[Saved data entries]
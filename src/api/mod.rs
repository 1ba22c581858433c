//! REST API module.
//!
//! Contains all API routes and handlers for the forum front end.

mod forum;
mod posts;
mod session;
mod tags;

pub use forum::*;
pub use posts::*;
pub use session::*;
pub use tags::*;

use axum::{
    http::StatusCode,
    response::{IntoResponse, Response},
    Json,
};
use serde::Serialize;

/// Success response envelope.
#[derive(Debug, Serialize)]
#[serde(rename_all = "camelCase")]
pub struct ApiResponse<T: Serialize> {
    pub success: bool,
    pub data: T,
    pub revision_id: i64,
}

impl<T: Serialize> ApiResponse<T> {
    pub fn new(data: T, revision_id: i64) -> Self {
        Self {
            success: true,
            data,
            revision_id,
        }
    }
}

impl<T: Serialize> IntoResponse for ApiResponse<T> {
    fn into_response(self) -> Response {
        (StatusCode::OK, Json(self)).into_response()
    }
}

/// Response type that can be either success or error.
pub type ApiResult<T> = Result<ApiResponse<T>, crate::errors::AppErrorWithRevision>;

/// Create a successful API response.
pub fn success<T: Serialize>(data: T, revision_id: i64) -> ApiResult<T> {
    Ok(ApiResponse::new(data, revision_id))
}

/// Create an error API response.
pub fn error<T: Serialize>(err: crate::errors::AppError, revision_id: i64) -> ApiResult<T> {
    Err(crate::errors::AppErrorWithRevision {
        error: err,
        revision_id,
    })
}
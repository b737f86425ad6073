//! Subdirectories and the current directory cursor

use super::{constants::*, name, DirEntry83, Fat16, Permissions};
use crate::filesys::FsError;
use alloc::string::String;
use alloc::vec;
use alloc::vec::Vec;
use log::{debug, warn};

impl Fat16<'_> {
    /// Cluster of the current directory, 0 for root
    pub fn cwd(&self) -> u16 {
        self.cwd
    }

    /// Moves the cursor without checking that `cluster` is a directory
    pub fn set_cwd(&mut self, cluster: u16) {
        self.cwd = cluster;
    }

    /// Creates a subdirectory of the current directory and returns its cluster
    pub fn mkdir(&mut self, name: &str) -> Result<u16, FsError> {
        let raw = name::validate(name)?;
        let parent = self.cwd;
        self.ensure_absent(parent, &raw)?;

        let cluster = self.fat.allocate_cluster().ok_or(FsError::DiskFull)?;
        let entry = DirEntry83::new_directory(raw, cluster);
        let created = self
            .init_directory(cluster, parent)
            .and_then(|()| self.write_entry(parent, &entry));
        if let Err(err) = created {
            // Growing the parent may already have flushed the cluster as taken
            self.fat.set(cluster, FAT_FREE);
            if let Err(flush_err) = self.flush() {
                warn!("fat16: cluster {} may stay allocated on disk: {}", cluster, flush_err);
            }
            return Err(err);
        }
        self.flush()?;

        debug!("fat16: created directory {} at cluster {}", entry.get_name(), cluster);
        Ok(cluster)
    }

    /// Creates a subdirectory and makes it the current directory
    pub fn create_directory(&mut self, name: &str) -> Result<(), FsError> {
        self.cwd = self.mkdir(name)?;
        Ok(())
    }

    /// Zeroes a fresh directory cluster and writes its "." and ".." entries
    fn init_directory(&mut self, cluster: u16, parent: u16) -> Result<(), FsError> {
        self.zero_cluster(cluster)?;

        let mut sector_data = vec![0u8; SECTOR_SIZE];
        DirEntry83::new_directory(name::DOT, cluster).encode(&mut sector_data[..DIR_ENTRY_SIZE]);
        DirEntry83::new_directory(name::DOT_DOT, parent)
            .encode(&mut sector_data[DIR_ENTRY_SIZE..2 * DIR_ENTRY_SIZE]);
        self.device
            .write_block(self.layout.cluster_to_sector(cluster), &sector_data)
    }

    /// Removes an empty subdirectory of the current directory
    pub fn remove_dir(&mut self, name: &str) -> Result<(), FsError> {
        let (mut entry, location) = self.find(self.cwd, name)?;
        if entry.is_dot() {
            return Err(FsError::InvalidName);
        }
        if !entry.is_directory() {
            return Err(FsError::NotADirectory);
        }
        if entry.is_immutable() || entry.permissions.contains(Permissions::SYSTEM) {
            return Err(FsError::PermissionDenied);
        }
        if !self.is_directory_empty(entry.start_cluster)? {
            return Err(FsError::DirectoryNotEmpty);
        }

        let clusters = self.fat.chain(entry.start_cluster);
        self.fat.free_chain(entry.start_cluster);
        entry.mark_deleted();
        if let Err(err) = self.set_entry(location, &entry) {
            self.fat.restore_chain(&clusters);
            return Err(err);
        }
        self.flush()
    }

    /// Changes the current directory.
    ///
    /// A leading '/' starts from root, "." and ".." are honoured, and the cursor
    /// only moves once every segment has resolved to a directory.
    pub fn cd(&mut self, path: &str) -> Result<(), FsError> {
        let mut cursor = if path.starts_with('/') { 0 } else { self.cwd };

        for segment in path.split('/').filter(|segment| !segment.is_empty()) {
            cursor = match segment {
                "." => cursor,
                ".." => self.parent_of(cursor)?,
                _ => {
                    let (entry, _) = self.find(cursor, segment)?;
                    if !entry.is_directory() {
                        return Err(FsError::NotADirectory);
                    }
                    entry.start_cluster
                }
            };
        }

        self.cwd = cursor;
        Ok(())
    }

    /// Parent cluster of a directory, read from its ".." entry
    fn parent_of(&self, dir_cluster: u16) -> Result<u16, FsError> {
        if dir_cluster == 0 {
            return Ok(0);
        }
        let (entry, _) = self.find_raw(dir_cluster, &name::DOT_DOT)?;
        Ok(entry.start_cluster)
    }

    /// Absolute path of the current directory, rebuilt by walking ".." upward.
    /// A level its parent does not list shows as "?".
    pub fn current_path(&self) -> Result<String, FsError> {
        let mut segments: Vec<String> = Vec::new();
        let mut cursor = self.cwd;

        while cursor != 0 {
            if segments.len() > self.fat.total_clusters() {
                warn!("fat16: directory {} does not lead back to root", self.cwd);
                break;
            }
            let parent = self.parent_of(cursor)?;
            let segment = self
                .name_by_cluster(parent, cursor)?
                .map_or_else(|| String::from("?"), |name| String::from(name.as_str()));
            segments.push(segment);
            cursor = parent;
        }

        if segments.is_empty() {
            return Ok(String::from("/"));
        }
        let mut path = String::new();
        for segment in segments.iter().rev() {
            path.push('/');
            path.push_str(segment);
        }
        Ok(path)
    }
}
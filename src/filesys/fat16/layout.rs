//! Region layout derived from the boot sector

use super::constants::*;
use super::BootSector;

/// Sector ranges of a mounted volume. Immutable for the mount's lifetime.
#[derive(Debug, Clone, Copy, PartialEq, Eq)]
pub struct Layout {
    /// Starting sector of first FAT
    pub fat_start: u64,
    /// Size of one FAT copy in sectors
    pub sectors_per_fat: u64,
    /// Number of mirrored FAT copies
    pub fat_count: u8,
    /// Starting sector of root directory
    pub root_dir_start: u64,
    /// Root directory size in sectors
    pub root_dir_sectors: u64,
    /// Root directory capacity in entries
    pub root_dir_entries: u16,
    /// Starting sector of data area
    pub data_start: u64,
    pub sectors_per_cluster: u64,
    /// Clusters that fit in the data area
    pub data_clusters: u32,
}

impl Layout {
    pub fn from_boot_sector(boot: &BootSector) -> Self {
        let fat_start = boot.reserved_sectors as u64;
        let sectors_per_fat = boot.sectors_per_fat as u64;
        let root_dir_start = fat_start + sectors_per_fat * boot.fat_count as u64;
        let root_dir_sectors =
            (boot.root_dir_entries as usize * DIR_ENTRY_SIZE).div_ceil(SECTOR_SIZE) as u64;
        let data_start = root_dir_start + root_dir_sectors;
        let sectors_per_cluster = boot.sectors_per_cluster as u64;
        let data_clusters = (boot.total_sectors() as u64)
            .saturating_sub(data_start)
            .checked_div(sectors_per_cluster)
            .unwrap_or(0) as u32;

        Layout {
            fat_start,
            sectors_per_fat,
            fat_count: boot.fat_count,
            root_dir_start,
            root_dir_sectors,
            root_dir_entries: boot.root_dir_entries,
            data_start,
            sectors_per_cluster,
            data_clusters,
        }
    }

    /// Converts cluster number to absolute sector number
    pub fn cluster_to_sector(&self, cluster: u16) -> u64 {
        debug_assert!(cluster >= FIRST_DATA_CLUSTER);
        self.data_start + (cluster as u64 - FIRST_DATA_CLUSTER as u64) * self.sectors_per_cluster
    }

    /// Size of each cluster in bytes
    pub fn cluster_size(&self) -> usize {
        self.sectors_per_cluster as usize * SECTOR_SIZE
    }

    /// Starting sector of the FAT copy `copy`
    pub fn fat_copy_start(&self, copy: u8) -> u64 {
        self.fat_start + copy as u64 * self.sectors_per_fat
    }
}

#[cfg(test)]
mod tests {
    use super::*;

    fn floppy() -> BootSector {
        BootSector {
            jump_boot: [0xEB, 0x3C, 0x90],
            oem_name: *b"MSWIN4.1",
            bytes_per_sector: 512,
            sectors_per_cluster: 1,
            reserved_sectors: 1,
            fat_count: 2,
            root_dir_entries: 224,
            total_sectors_16: 2880,
            media_type: 0xF0,
            sectors_per_fat: 9,
            sectors_per_track: 18,
            head_count: 2,
            hidden_sectors: 0,
            total_sectors_32: 0,
            drive_number: 0,
            reserved1: 0,
            boot_signature: 0x29,
            volume_id: 0,
            volume_label: *b"NO NAME    ",
            fs_type: *b"FAT16   ",
        }
    }

    #[test]
    fn floppy_regions_follow_the_bpb() {
        let layout = Layout::from_boot_sector(&floppy());
        assert_eq!(layout.fat_start, 1);
        assert_eq!(layout.root_dir_start, 19);
        assert_eq!(layout.root_dir_sectors, 14);
        assert_eq!(layout.data_start, 33);
        assert_eq!(layout.data_clusters, 2847);
        assert_eq!(layout.fat_copy_start(1), 10);
    }

    #[test]
    fn clusters_map_to_data_sectors() {
        let mut boot = floppy();
        boot.sectors_per_cluster = 4;
        let layout = Layout::from_boot_sector(&boot);
        assert_eq!(layout.cluster_to_sector(2), 33);
        assert_eq!(layout.cluster_to_sector(5), 33 + 12);
        assert_eq!(layout.cluster_size(), 2048);
    }

    #[test]
    fn partial_root_sector_rounds_up() {
        let mut boot = floppy();
        boot.root_dir_entries = 17;
        assert_eq!(Layout::from_boot_sector(&boot).root_dir_sectors, 2);
    }
}
//! FAT16 filesystem implementation

use super::*;
use alloc::boxed::Box;
use alloc::string::String;
use alloc::vec;
use alloc::vec::Vec;
use log::{info, warn};

mod boot_sector;
pub mod constants;
mod dir_entry;
mod directory;
mod fat_entry;
mod fat_table;
mod file;
mod layout;
pub mod name;
mod navigation;
#[cfg(test)]
pub(crate) mod test_support;

pub use boot_sector::BootSector;
use constants::*;
pub use dir_entry::{Attributes, DirEntry83, Permissions};
pub use directory::EntryLocation;
pub use fat_entry::FatEntry;
pub use fat_table::FatTable;
pub use layout::Layout;

/// Geometry used when formatting a device
#[derive(Debug, Clone, PartialEq, Eq)]
pub struct FormatOptions {
    pub sectors_per_cluster: u8,
    pub reserved_sectors: u16,
    pub fat_count: u8,
    pub root_dir_entries: u16,
    pub media_type: u8,
    pub oem_name: [u8; 8],
    pub volume_id: u32,
    pub volume_label: [u8; 11],
}

impl Default for FormatOptions {
    fn default() -> Self {
        Self {
            sectors_per_cluster: DEFAULT_SECTORS_PER_CLUSTER,
            reserved_sectors: DEFAULT_RESERVED_SECTORS,
            fat_count: DEFAULT_FAT_COUNT,
            root_dir_entries: DEFAULT_ROOT_DIR_ENTRIES,
            media_type: DEFAULT_MEDIA_TYPE,
            oem_name: *b"UTTAOS.0",
            volume_id: 0x12345678,
            volume_label: *b"NO NAME    ",
        }
    }
}

/// Space accounting for a mounted volume
#[derive(Debug, Clone, Copy, PartialEq, Eq)]
pub struct VolumeStats {
    pub cluster_size: usize,
    pub total_clusters: usize,
    pub free_clusters: usize,
}

/// FAT16 filesystem driver.
///
/// One mounted volume and its session state: FAT cache and current directory.
pub struct Fat16<'a> {
    /// Underlying block device
    pub device: Box<dyn BlockDevice + 'a>,
    /// Boot sector containing filesystem parameters
    boot_sector: BootSector,
    /// Region layout derived from the boot sector
    layout: Layout,
    /// Cached allocation table
    fat: FatTable,
    /// Current directory cluster, 0 for root
    cwd: u16,
}

impl<'a> Fat16<'a> {
    pub fn format(
        mut device: Box<dyn BlockDevice + 'a>,
        options: FormatOptions,
    ) -> Result<Self, FsError> {
        let total_blocks = device.total_blocks();
        let block_size = device.block_size();

        if block_size != SECTOR_SIZE
            || !options.sectors_per_cluster.is_power_of_two()
            || options.fat_count == 0
            || options.reserved_sectors == 0
            || options.root_dir_entries == 0
            || total_blocks > u32::MAX as u64
        {
            return Err(FsError::UnsupportedVolume);
        }

        let reserved_sectors = options.reserved_sectors as u64;
        let root_dir_sectors =
            (options.root_dir_entries as usize * DIR_ENTRY_SIZE).div_ceil(block_size) as u64;

        // Calculate sectors per FAT
        let total_clusters = total_blocks
            .checked_sub(reserved_sectors + root_dir_sectors)
            .ok_or(FsError::UnsupportedVolume)?
            / options.sectors_per_cluster as u64;
        let sectors_per_fat = ((total_clusters as usize + 2) * FAT_ENTRY_SIZE).div_ceil(block_size);
        let sectors_per_fat = u16::try_from(sectors_per_fat).map_err(|_| FsError::UnsupportedVolume)?;

        let data_start =
            reserved_sectors + options.fat_count as u64 * sectors_per_fat as u64 + root_dir_sectors;
        if data_start >= total_blocks {
            return Err(FsError::UnsupportedVolume);
        }

        // Create boot sector
        let boot_sector = BootSector {
            jump_boot: [0xEB, 0x3C, 0x90], // Standard boot jump
            oem_name: options.oem_name,
            bytes_per_sector: block_size as u16,
            sectors_per_cluster: options.sectors_per_cluster,
            reserved_sectors: options.reserved_sectors,
            fat_count: options.fat_count,
            root_dir_entries: options.root_dir_entries,
            total_sectors_16: if total_blocks < 65536 {
                total_blocks as u16
            } else {
                0
            },
            media_type: options.media_type,
            sectors_per_fat,
            sectors_per_track: 63, // Apparently the standard?
            head_count: 255,
            hidden_sectors: 0,
            total_sectors_32: if total_blocks >= 65536 {
                total_blocks as u32
            } else {
                0
            },
            drive_number: if options.media_type == 0xF8 { 0x80 } else { 0x00 },
            reserved1: 0,
            boot_signature: 0x29,
            volume_id: options.volume_id,
            volume_label: options.volume_label,
            fs_type: *b"FAT16   ",
        };

        let mut block_buf = vec![0u8; block_size];
        boot_sector.write_to(&mut block_buf);
        device.write_block(0, &block_buf)?;

        let mut fat_block = vec![0u8; block_size];
        // First two FAT entries are reserved
        fat_block[..2].copy_from_slice(&(0xFF00 | options.media_type as u16).to_le_bytes());
        fat_block[2..4].copy_from_slice(&FAT_EOC.to_le_bytes());

        let zero_block = vec![0u8; block_size];
        for i in 0..options.fat_count as u64 {
            let fat_start = reserved_sectors + i * sectors_per_fat as u64;
            device.write_block(fat_start, &fat_block)?;
            for j in 1..sectors_per_fat as u64 {
                device.write_block(fat_start + j, &zero_block)?;
            }
        }

        // Initialize empty root directory
        let root_dir_start = reserved_sectors + options.fat_count as u64 * sectors_per_fat as u64;
        for i in 0..root_dir_sectors {
            device.write_block(root_dir_start + i, &zero_block)?;
        }

        info!(
            "fat16: formatted {} sectors ({} per FAT, root at {})",
            total_blocks, sectors_per_fat, root_dir_start
        );
        Fat16::mount(device)
    }

    pub fn mount(device: Box<dyn BlockDevice + 'a>) -> Result<Self, FsError> {
        if device.block_size() != SECTOR_SIZE {
            return Err(FsError::UnsupportedVolume);
        }

        let mut boot_sector_data = vec![0u8; SECTOR_SIZE];
        device.read_block(0, &mut boot_sector_data)?;
        if boot_sector_data[BOOT_SIGNATURE_OFFSET..BOOT_SIGNATURE_OFFSET + 2] != BOOT_SIGNATURE {
            warn!("fat16: boot sector signature missing");
        }

        let boot_sector = BootSector::parse(&boot_sector_data)?;
        boot_sector.validate()?;

        let mut layout = Layout::from_boot_sector(&boot_sector);
        let device_clusters =
            device.total_blocks().saturating_sub(layout.data_start) / layout.sectors_per_cluster;
        if device_clusters < layout.data_clusters as u64 {
            warn!(
                "fat16: volume claims {} clusters, device holds {}",
                layout.data_clusters, device_clusters
            );
            layout.data_clusters = device_clusters as u32;
        }

        let fat = FatTable::load(&*device, &layout)?;
        info!(
            "fat16: mounted {} clusters of {} bytes, {} free",
            fat.total_clusters(),
            layout.cluster_size(),
            fat.free_count()
        );

        Ok(Fat16 {
            device,
            boot_sector,
            layout,
            fat,
            cwd: 0,
        })
    }

    /// Flushes the FAT and hands the device back
    pub fn unmount(mut self) -> Result<Box<dyn BlockDevice + 'a>, FsError> {
        self.flush()?;
        Ok(self.device)
    }
}

impl Fat16<'_> {
    /// Writes the cached FAT to every on-disk copy
    pub fn flush(&mut self) -> Result<(), FsError> {
        self.fat.flush(&mut *self.device, &self.layout)
    }

    pub fn boot_sector(&self) -> &BootSector {
        &self.boot_sector
    }

    pub fn layout(&self) -> &Layout {
        &self.layout
    }

    pub fn fat(&self) -> &FatTable {
        &self.fat
    }

    /// Size of each cluster in bytes
    pub fn cluster_size(&self) -> usize {
        self.layout.cluster_size()
    }

    pub fn stats(&self) -> VolumeStats {
        VolumeStats {
            cluster_size: self.cluster_size(),
            total_clusters: self.fat.total_clusters(),
            free_clusters: self.fat.free_count(),
        }
    }

    /// Entries of the current directory, without "." / ".." and volume labels
    pub fn list_dir(&self) -> Result<Vec<DirEntry>, FsError> {
        Ok(self
            .load_with_locations(self.cwd)?
            .into_iter()
            .filter(|(entry, _)| !entry.is_dot() && !entry.is_volume_label())
            .map(|(entry, _)| DirEntry {
                name: String::from(entry.get_name().as_str()),
                metadata: entry.metadata(),
            })
            .collect())
    }
}

impl FileSystem for Fat16<'_> {
    fn list_dir(&self) -> Result<Vec<DirEntry>, FsError> {
        Fat16::list_dir(self)
    }

    fn create_file(&mut self, name: &str) -> Result<(), FsError> {
        Fat16::create_file(self, name)
    }

    fn create_dir(&mut self, name: &str) -> Result<(), FsError> {
        self.mkdir(name).map(|_| ())
    }

    fn remove_file(&mut self, name: &str) -> Result<(), FsError> {
        self.delete_file(name)
    }

    fn remove_dir(&mut self, name: &str) -> Result<(), FsError> {
        Fat16::remove_dir(self, name)
    }

    fn read_file(&mut self, name: &str, buf: &mut [u8]) -> Result<usize, FsError> {
        Fat16::read_file(self, name, buf)
    }

    fn write_file(&mut self, name: &str, data: &[u8]) -> Result<(), FsError> {
        Fat16::write_file(self, name, data)
    }

    fn metadata(&self, name: &str) -> Result<FileMetadata, FsError> {
        Fat16::metadata(self, name)
    }

    fn rename(&mut self, from: &str, to: &str) -> Result<(), FsError> {
        Fat16::rename(self, from, to)
    }

    fn change_dir(&mut self, path: &str) -> Result<(), FsError> {
        self.cd(path)
    }

    fn current_path(&self) -> Result<String, FsError> {
        Fat16::current_path(self)
    }
}

#[cfg(test)]
mod tests {
    use super::test_support::{formatted_device, mounted, mounted_with};
    use super::*;
    use crate::filesys::block::memory::MemoryBlockDevice;

    #[test]
    fn format_produces_a_mountable_floppy() {
        let fs = mounted(DEFAULT_TOTAL_SECTORS);
        let boot = fs.boot_sector();
        assert_eq!(boot.bytes_per_sector, 512);
        assert_eq!(boot.root_dir_entries, 224);
        assert_eq!(boot.fat_count, 2);
        assert_eq!(fs.cluster_size(), 512);
        assert_eq!(fs.cwd(), 0);

        let stats = fs.stats();
        assert_eq!(stats.free_clusters, stats.total_clusters);
        assert!(stats.total_clusters > 2800);
        assert_eq!(fs.fat().get(0), 0xFFF0);
        assert_eq!(fs.fat().get(1), FAT_EOC);
        assert!(fs.list_dir().unwrap().is_empty());
    }

    #[test]
    fn mount_rejects_wrong_sector_size() {
        let device = MemoryBlockDevice::new(64, 1024);
        assert!(matches!(
            Fat16::mount(Box::new(device)),
            Err(FsError::UnsupportedVolume)
        ));

        let mut device = formatted_device(DEFAULT_TOTAL_SECTORS);
        let mut boot = vec![0u8; SECTOR_SIZE];
        device.read_block(0, &mut boot).unwrap();
        boot[11..13].copy_from_slice(&1024u16.to_le_bytes());
        device.write_block(0, &boot).unwrap();
        assert!(matches!(
            Fat16::mount(Box::new(device)),
            Err(FsError::UnsupportedVolume)
        ));
    }

    #[test]
    fn format_rejects_a_device_too_small_for_its_regions() {
        let device = MemoryBlockDevice::new(10, SECTOR_SIZE);
        assert!(matches!(
            Fat16::format(Box::new(device), FormatOptions::default()),
            Err(FsError::UnsupportedVolume)
        ));
    }

    #[test]
    fn multi_sector_clusters_are_honoured() {
        let options = FormatOptions {
            sectors_per_cluster: 4,
            ..FormatOptions::default()
        };
        let mut fs = mounted_with(DEFAULT_TOTAL_SECTORS, options);
        assert_eq!(fs.cluster_size(), 2048);

        let data: Vec<u8> = (0..5000u32).map(|i| (i % 251) as u8).collect();
        fs.create_file("big.bin").unwrap();
        fs.write_file("big.bin", &data).unwrap();
        let (entry, _) = fs.find(0, "big.bin").unwrap();
        assert_eq!(fs.fat().chain(entry.start_cluster).len(), 3);
        assert_eq!(fs.read_to_vec("big.bin").unwrap(), data);
    }

    #[test]
    fn unmount_persists_files_across_mounts() {
        let mut device = formatted_device(DEFAULT_TOTAL_SECTORS);
        {
            let mut fs = Fat16::mount(Box::new(&mut device)).unwrap();
            fs.create_file("motd").unwrap();
            fs.write_file("motd", b"welcome to taos").unwrap();
            fs.mkdir("etc").unwrap();
            fs.unmount().unwrap();
        }

        let image = device.to_image();
        let fat_bytes = 12 * SECTOR_SIZE;
        let first = &image[SECTOR_SIZE..SECTOR_SIZE + fat_bytes];
        let second = &image[SECTOR_SIZE + fat_bytes..SECTOR_SIZE + 2 * fat_bytes];
        assert_eq!(first, second);

        let fs = Fat16::mount(Box::new(device)).unwrap();
        assert_eq!(fs.read_to_vec("MOTD").unwrap(), b"welcome to taos");
        assert!(fs.find(0, "etc").unwrap().0.is_directory());
        assert_eq!(fs.stats().free_clusters, fs.stats().total_clusters - 2);
    }

    #[test]
    fn file_system_trait_drives_the_volume() {
        let mut fs = mounted(DEFAULT_TOTAL_SECTORS);
        let shell: &mut dyn FileSystem = &mut fs;

        shell.create_dir("home").unwrap();
        shell.change_dir("home").unwrap();
        shell.create_file("todo.txt").unwrap();
        shell.write_file("todo.txt", b"ship it").unwrap();
        assert_eq!(shell.current_path().unwrap(), "/HOME");

        let mut buf = [0u8; 16];
        assert_eq!(shell.read_file("todo.txt", &mut buf).unwrap(), 7);
        assert_eq!(&buf[..7], b"ship it");
        assert_eq!(shell.metadata("todo.txt").unwrap().size, 7);

        let names: Vec<String> = shell.list_dir().unwrap().into_iter().map(|e| e.name).collect();
        assert_eq!(names, ["TODO.TXT"]);

        shell.remove_file("todo.txt").unwrap();
        shell.change_dir("..").unwrap();
        shell.remove_dir("home").unwrap();
        assert!(shell.list_dir().unwrap().is_empty());
    }
}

## [INSTRUCTIONS FOR THE TASK]
Return a copy of every line in the records that includes the string "welcome".

## [SOLVED PROBLEM]
            fs.write_file("motd", b"welcome to taos").unwrap();
        assert_eq!(fs.read_to_vec("MOTD").unwrap(), b"welcome to taos");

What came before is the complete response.